Artykuły

Skandalista Jacek Głomb

Czas rewolucji związanej z przeobrażeniem zapadłego Centrum Sztuki w profesjonalny Teatr Modrzejewskiej mamy już za sobą, a Głomb ciągle walczy...

Kiedy dziesięć lat temu Jacek Głomb [na zdjęciu] obejmował stanowisko dyrektora legnickiego teatru, nikt nie przypuszczał, że ta placówka stanie się wzorem dla scen z całego kraju. "Ballada o Zakaczawiu" do dziś stanowi drogowskaz dla współczesnych twórców scenicznych.

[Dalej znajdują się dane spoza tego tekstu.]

//! The dual-phase registry.

use super::{builder::EmitterBuilder, table::PhaseTable, view::PhaseView, wrapper::OnceWrapper};
use parking_lot::Mutex;
use std::{
    fmt,
    sync::{Arc, Weak},
};
use tandem_core::{
    EmitError, EventName, IntoListener, Listener, ListenerId, LookupError, Phase, Phases,
};

/// State shared by every handle to one registry.
pub(crate) struct Shared<A> {
    label: Arc<str>,
    tables: [Mutex<PhaseTable<A>>; 2],
}

impl<A> Shared<A> {
    fn table(&self, phase: Phase) -> &Mutex<PhaseTable<A>> {
        &self.tables[phase.index()]
    }

    fn register(&self, phase: Phase, name: EventName, listener: Listener<A>) -> ListenerId {
        let id = listener.id();
        #[cfg(feature = "tracing")]
        let event = name.clone();
        let len = self.table(phase).lock().push(name, listener);

        #[cfg(feature = "tracing")]
        {
            tracing::trace!(label = %self.label, %phase, %event, listener = %id, listeners = len, "listener registered");
        }
        #[cfg(not(feature = "tracing"))]
        {
            let _ = len;
        }
        id
    }

    /// Remove by identity. The removed listener is dropped after the table
    /// lock is released, so its destructor may use the registry.
    pub(crate) fn remove(&self, phase: Phase, name: &str, id: ListenerId) -> bool {
        let removed = self.table(phase).lock().remove(name, id);

        #[cfg(feature = "tracing")]
        {
            if let Some(removed) = &removed {
                tracing::trace!(label = %self.label, %phase, event = name, listener = %removed.id(), requested = %id, "listener removed");
            }
        }

        removed.is_some()
    }
}

/// A registry of named callbacks with independent "before" and "after"
/// phases.
///
/// Every operation takes the [`Phase`] it applies to. For call sites that
/// stay in one phase, [`before`](Self::before) and [`after`](Self::after)
/// return a [`PhaseView`] with the phase fixed.
///
/// Cloning an `Emitter` produces another handle to the same registry;
/// [`Emitter::new`] always produces an independent one. Listeners that call
/// back into their own registry should capture a [`WeakEmitter`] from
/// [`downgrade`](Self::downgrade): a strong clone stored in the registry
/// keeps it alive forever.
///
/// # Reentrancy
///
/// No lock is held while a callback runs, so callbacks may register,
/// remove, clear or emit on the same registry. A pass over a list behaves
/// like a forward index walk over that list as it changes:
///
/// - the number of steps is fixed when the pass starts, so listeners appended
///   during the pass wait for the next emit;
/// - a removal shifts later entries down, so the entry right after a removed
///   one can be skipped in the current pass;
/// - clearing the event detaches the list from the registry but the pass
///   keeps walking it.
///
/// # Example
///
/// ```rust,ignore
/// let ee = Emitter::<String>::new();
/// ee.after().on("saved", |path: &String| println!("saved {path}"));
/// ee.after().emit("saved", &"notes.md".to_string())?;
///
/// // Re-entering the registry from a listener.
/// let handle = ee.downgrade();
/// ee.before().on("save", move |path: &String| match handle.upgrade() {
///     Some(ee) => ee.after().emit("saved", path),
///     None => Ok(()),
/// });
/// ```
pub struct Emitter<A> {
    shared: Arc<Shared<A>>,
}

/// A handle to an [`Emitter`] that does not keep the registry alive.
pub struct WeakEmitter<A> {
    shared: Weak<Shared<A>>,
}

impl<A> WeakEmitter<A> {
    /// The registry, if any strong handle to it still exists.
    pub fn upgrade(&self) -> Option<Emitter<A>> {
        self.shared.upgrade().map(|shared| Emitter { shared })
    }
}

impl<A> Clone for WeakEmitter<A> {
    fn clone(&self) -> Self {
        Self {
            shared: Weak::clone(&self.shared),
        }
    }
}

impl<A> fmt::Debug for WeakEmitter<A> {
    fn fmt(&self, f: &mut fmt::Formatter<'_>) -> fmt::Result {
        f.debug_struct("WeakEmitter")
            .field("alive", &(self.shared.strong_count() > 0))
            .finish()
    }
}

impl<A> Emitter<A> {
    /// A handle that does not keep the registry alive.
    pub fn downgrade(&self) -> WeakEmitter<A> {
        WeakEmitter {
            shared: Arc::downgrade(&self.shared),
        }
    }
}

impl<A: 'static> Emitter<A> {
    /// Create a new, empty registry with default settings.
    pub fn new() -> Self {
        EmitterBuilder::new().build()
    }

    /// Start configuring a registry.
    pub fn builder() -> EmitterBuilder<A> {
        EmitterBuilder::new()
    }

    pub(crate) fn with_config(label: &str, capacity: usize) -> Self {
        Self {
            shared: Arc::new(Shared {
                label: Arc::from(label),
                tables: [
                    Mutex::new(PhaseTable::with_capacity(capacity)),
                    Mutex::new(PhaseTable::with_capacity(capacity)),
                ],
            }),
        }
    }

    /// The label used to identify this registry in logs.
    pub fn label(&self) -> &str {
        &self.shared.label
    }

    /// Operations on the "before" phase.
    pub fn before(&self) -> PhaseView<'_, A> {
        self.phase(Phase::Before)
    }

    /// Operations on the "after" phase.
    pub fn after(&self) -> PhaseView<'_, A> {
        self.phase(Phase::After)
    }

    /// Operations on `phase`.
    pub fn phase(&self, phase: Phase) -> PhaseView<'_, A> {
        PhaseView::new(self, phase)
    }

    /// Append a listener to `name`.
    ///
    /// Passing a [`Listener`] keeps its identity, passing a closure wraps it
    /// in a new listener. Returns the identity of the stored listener.
    pub fn on<M>(
        &self,
        phase: Phase,
        name: impl Into<EventName>,
        listener: impl IntoListener<A, M>,
    ) -> ListenerId {
        self.shared
            .register(phase, name.into(), listener.into_listener())
    }

    /// Append a listener that unregisters itself on its first call.
    ///
    /// What gets stored is a fresh wrapper, even if the same listener is
    /// registered with `once` repeatedly. Removing by the returned id (or a
    /// clone of the listener) removes the latest wrapper.
    pub fn once<M>(
        &self,
        phase: Phase,
        name: impl Into<EventName>,
        listener: impl IntoListener<A, M>,
    ) -> ListenerId {
        let name = name.into();
        let original = listener.into_listener();
        let original_id = original.id();
        let wrapper = OnceWrapper::listener(
            Arc::downgrade(&self.shared),
            phase,
            name.clone(),
            original,
        );

        self.shared
            .table(phase)
            .lock()
            .wrap(original_id, wrapper.id());
        self.shared.register(phase, name, wrapper);
        original_id
    }

    /// Call every listener of `name` in registration order.
    ///
    /// Unknown names are a no-op. The first failing listener ends the pass
    /// and its error is returned unchanged.
    pub fn emit(&self, phase: Phase, name: &str, payload: &A) -> Result<(), EmitError> {
        let Some(list) = self.shared.table(phase).lock().list(name) else {
            #[cfg(feature = "tracing")]
            {
                tracing::trace!(label = %self.shared.label, %phase, event = name, "no listeners, emit skipped");
            }
            return Ok(());
        };

        let len = list.lock().len();
        #[cfg(feature = "tracing")]
        {
            tracing::debug!(label = %self.shared.label, %phase, event = name, listeners = len, "emitting event");
        }

        for index in 0..len {
            let Some(listener) = list.lock().get(index).cloned() else {
                break;
            };
            if let Err(err) = listener.call(payload) {
                #[cfg(feature = "tracing")]
                {
                    tracing::debug!(label = %self.shared.label, %phase, event = name, listener = %listener.id(), error = %err, "listener failed, pass aborted");
                }
                return Err(EmitError::Callback(err));
            }
        }
        Ok(())
    }

    /// Remove `listener` from `name`.
    ///
    /// Matches the listener itself first, then the wrapper created for it
    /// by [`once`](Self::once). Returns whether anything was removed.
    pub fn remove(&self, phase: Phase, name: &str, listener: &Listener<A>) -> bool {
        self.remove_id(phase, name, listener.id())
    }

    /// Remove by identity; see [`remove`](Self::remove).
    pub fn remove_id(&self, phase: Phase, name: &str, id: ListenerId) -> bool {
        self.shared.remove(phase, name, id)
    }

    /// Drop the list for `name`, or every list of the phase when `name` is
    /// `None`.
    ///
    /// The detached listeners are dropped after the table lock is released.
    pub fn clear(&self, phase: Phase, name: Option<&str>) {
        match name {
            Some(name) => {
                let detached = self.shared.table(phase).lock().clear(name);
                #[cfg(feature = "tracing")]
                {
                    tracing::trace!(label = %self.shared.label, %phase, event = name, dropped = detached.is_some(), "event cleared");
                }
                drop(detached);
            }
            None => {
                let detached = self.shared.table(phase).lock().clear_all();
                #[cfg(feature = "tracing")]
                {
                    tracing::trace!(label = %self.shared.label, %phase, dropped = detached.len(), "phase cleared");
                }
                drop(detached);
            }
        }
    }

    /// Drop every list in each of `phases`.
    pub fn clear_phases(&self, phases: Phases) {
        for phase in phases.phases() {
            self.clear(phase, None);
        }
    }

    /// Number of listeners currently registered for `name`.
    pub fn count(&self, phase: Phase, name: &str) -> usize {
        self.shared.table(phase).lock().count(name)
    }

    /// An independent copy of the listeners registered for `name`.
    ///
    /// Fails with [`LookupError::NotFound`] when `name` has no listeners.
    pub fn listeners(&self, phase: Phase, name: &str) -> Result<Vec<Listener<A>>, LookupError> {
        self.shared
            .table(phase)
            .lock()
            .snapshot(name)
            .ok_or_else(|| LookupError::NotFound {
                phase,
                name: EventName::from(name),
            })
    }

    /// Event names with at least one listener, in creation order.
    pub fn names(&self, phase: Phase) -> Vec<EventName> {
        self.shared.table(phase).lock().names()
    }

    /// Whether `name` has at least one listener.
    pub fn contains(&self, phase: Phase, name: &str) -> bool {
        self.shared.table(phase).lock().contains(name)
    }

    /// Whether the phase has no listeners at all.
    pub fn is_empty(&self, phase: Phase) -> bool {
        self.shared.table(phase).lock().is_empty()
    }
}

impl<A: 'static> Default for Emitter<A> {
    fn default() -> Self {
        Self::new()
    }
}

impl<A> Clone for Emitter<A> {
    fn clone(&self) -> Self {
        Self {
            shared: Arc::clone(&self.shared),
        }
    }
}

impl<A> fmt::Debug for Emitter<A> {
    fn fmt(&self, f: &mut fmt::Formatter<'_>) -> fmt::Result {
        f.debug_struct("Emitter")
            .field("label", &self.shared.label)
            .field("before", &self.shared.table(Phase::Before).lock().len())
            .field("after", &self.shared.table(Phase::After).lock().len())
            .finish()
    }
}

Bez wątpienia ojcem tego sukcesu jest Głomb. Jednak czas rewolucji związanej z przeobrażeniem zapadłego Centrum Sztuki w profesjonalny Teatr Modrzejewskiej mamy już za sobą, a Głomb ciągle walczy...

Twórca i tworzywo

Analizując ostatnie wydarzenia związane z teatrem, trudno oprzeć się wrażeniu, że forma owych bojów już dawno przerosła treść. Przykładem mogą być okoliczności wymiany kadry zarządzającej teatralną knajpką Cafe Modjeska.

Równo rok temu Jacek Głomb wspólnie z Magdaleną Zaczyńską, ajentką lokalu, ogłosili, że otwierają knajpę. Padło wówczas wiele słów: o idei ożywiania rynku, potrzebie funkcjonowania lokalu dla współczesnej cyganerii artystycznej, kreowaniu wzorów kulturalnego spędzania wolnego czasu, a nawet o miejscu, w którym przy porannej kawie można sięgnąć po jeszcze ciepłe wydania codziennych gazet.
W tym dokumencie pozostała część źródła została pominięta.